### What is required
Please repeat every entry that follows, keeping each one exactly the same.
⁂
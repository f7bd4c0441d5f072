//! Error types for wsdldoc
//!
//! This module defines all error types used throughout the library.
//! Loading is the only stage that can fail: once a document tree exists,
//! extraction, resolution and rendering are total.

use std::fmt;
use std::path::PathBuf;
use thiserror::Error;

/// Result type alias using wsdldoc Error
pub type Result<T> = std::result::Result<T, Error>;

/// Main error type for wsdldoc operations
#[derive(Error, Debug)]
pub enum Error {
    /// The WSDL document could not be loaded or parsed
    #[error("load error: {0}")]
    Load(#[from] LoadError),

    /// Model serialization failed
    #[error("JSON error: {0}")]
    Json(#[from] serde_json::Error),

    /// I/O error while writing output
    #[error("I/O error: {0}")]
    Io(#[from] std::io::Error),
}

/// Failure to obtain a parsed WSDL document
#[derive(Error, Debug)]
pub enum LoadError {
    /// Remote fetch failed (after all retries for connection failures)
    #[error("failed to fetch '{url}' after {attempts} attempt(s): {message}")]
    Network {
        /// Requested URL
        url: String,
        /// Number of attempts made
        attempts: u32,
        /// Cause reported by the HTTP client
        message: String,
    },

    /// Local file does not exist
    #[error("file not found: {}", .0.display())]
    FileNotFound(PathBuf),

    /// Local file exists but could not be read
    #[error("failed to read '{}': {}", .path.display(), .source)]
    Io {
        /// File that failed
        path: PathBuf,
        /// Underlying I/O error
        #[source]
        source: std::io::Error,
    },

    /// Document is not well-formed XML
    #[error("malformed XML: {0}")]
    MalformedXml(#[from] ParseError),

    /// Document exceeds the configured size limit
    #[error("document size {size} bytes exceeds maximum {max} bytes")]
    TooLarge {
        /// Actual size in bytes
        size: usize,
        /// Configured maximum
        max: usize,
    },

    /// A URL was given but remote loading is disabled
    #[error("remote resources are not allowed: {0}")]
    RemoteDisabled(String),
}

/// XML parsing error
#[derive(Debug, Clone)]
pub struct ParseError {
    /// Error message
    pub message: String,
    /// Location in the document ("row:col")
    pub location: Option<String>,
    /// Document source that caused the error
    pub source: Option<String>,
}

impl ParseError {
    /// Create a new parse error
    pub fn new(message: impl Into<String>) -> Self {
        Self {
            message: message.into(),
            location: None,
            source: None,
        }
    }

    /// Set the location
    pub fn with_location(mut self, location: impl Into<String>) -> Self {
        self.location = Some(location.into());
        self
    }

    /// Set the source
    pub fn with_source(mut self, source: impl Into<String>) -> Self {
        self.source = Some(source.into());
        self
    }
}

impl From<roxmltree::Error> for ParseError {
    fn from(err: roxmltree::Error) -> Self {
        let pos = err.pos();
        ParseError::new(err.to_string()).with_location(format!("{}:{}", pos.row, pos.col))
    }
}

impl fmt::Display for ParseError {
    fn fmt(&self, f: &mut fmt::Formatter<'_>) -> fmt::Result {
        write!(f, "{}", self.message)?;

        if let Some(ref loc) = self.location {
            write!(f, "\n\nLocation: {}", loc)?;
        }

        if let Some(ref src) = self.source {
            write!(f, "\n\nSource:\n{}", src)?;
        }

        Ok(())
    }
}

impl std::error::Error for ParseError {}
⁂
### Exercise result
repository f7bd4c0441d5f072
//! Error types for wsdldoc
//!
//! This module defines all error types used throughout the library.
//! Loading is the only stage that can fail: once a document tree exists,
//! extraction, resolution and rendering are total.

use std::fmt;
use std::path::PathBuf;
use thiserror::Error;

/// Result type alias using wsdldoc Error
pub type Result<T> = std::result::Result<T, Error>;

/// Main error type for wsdldoc operations
#[derive(Error, Debug)]
pub enum Error {
    /// The WSDL document could not be loaded or parsed
    #[error("load error: {0}")]
    Load(#[from] LoadError),

    /// Model serialization failed
    #[error("JSON error: {0}")]
    Json(#[from] serde_json::Error),

    /// I/O error while writing output
    #[error("I/O error: {0}")]
    Io(#[from] std::io::Error),
}

/// Failure to obtain a parsed WSDL document
#[derive(Error, Debug)]
pub enum LoadError {
    /// Remote fetch failed (after all retries for connection failures)
    #[error("failed to fetch '{url}' after {attempts} attempt(s): {message}")]
    Network {
        /// Requested URL
        url: String,
        /// Number of attempts made
        attempts: u32,
        /// Cause reported by the HTTP client
        message: String,
    },

    /// Local file does not exist
    #[error("file not found: {}", .0.display())]
    FileNotFound(PathBuf),

    /// Local file exists but could not be read
    #[error("failed to read '{}': {}", .path.display(), .source)]
    Io {
        /// File that failed
        path: PathBuf,
        /// Underlying I/O error
        #[source]
        source: std::io::Error,
    },

    /// Document is not well-formed XML
    #[error("malformed XML: {0}")]
    MalformedXml(#[from] ParseError),

    /// Document exceeds the configured size limit
    #[error("document size {size} bytes exceeds maximum {max} bytes")]
    TooLarge {
        /// Actual size in bytes
        size: usize,
        /// Configured maximum
        max: usize,
    },

    /// A URL was given but remote loading is disabled
    #[error("remote resources are not allowed: {0}")]
    RemoteDisabled(String),
}

/// XML parsing error
#[derive(Debug, Clone)]
pub struct ParseError {
    /// Error message
    pub message: String,
    /// Location in the document ("row:col")
    pub location: Option<String>,
    /// Document source that caused the error
    pub source: Option<String>,
}

impl ParseError {
    /// Create a new parse error
    pub fn new(message: impl Into<String>) -> Self {
        Self {
            message: message.into(),
            location: None,
            source: None,
        }
    }

    /// Set the location
    pub fn with_location(mut self, location: impl Into<String>) -> Self {
        self.location = Some(location.into());
        self
    }

    /// Set the source
    pub fn with_source(mut self, source: impl Into<String>) -> Self {
        self.source = Some(source.into());
        self
    }
}

impl From<roxmltree::Error> for ParseError {
    fn from(err: roxmltree::Error) -> Self {
        let pos = err.pos();
        ParseError::new(err.to_string()).with_location(format!("{}:{}", pos.row, pos.col))
    }
}

impl fmt::Display for ParseError {
    fn fmt(&self, f: &mut fmt::Formatter<'_>) -> fmt::Result {
        write!(f, "{}", self.message)?;

        if let Some(ref loc) = self.location {
            write!(f, "\n\nLocation: {}", loc)?;
        }

        if let Some(ref src) = self.source {
            write!(f, "\n\nSource:\n{}", src)?;
        }

        Ok(())
    }
}

impl std::error::Error for ParseError {}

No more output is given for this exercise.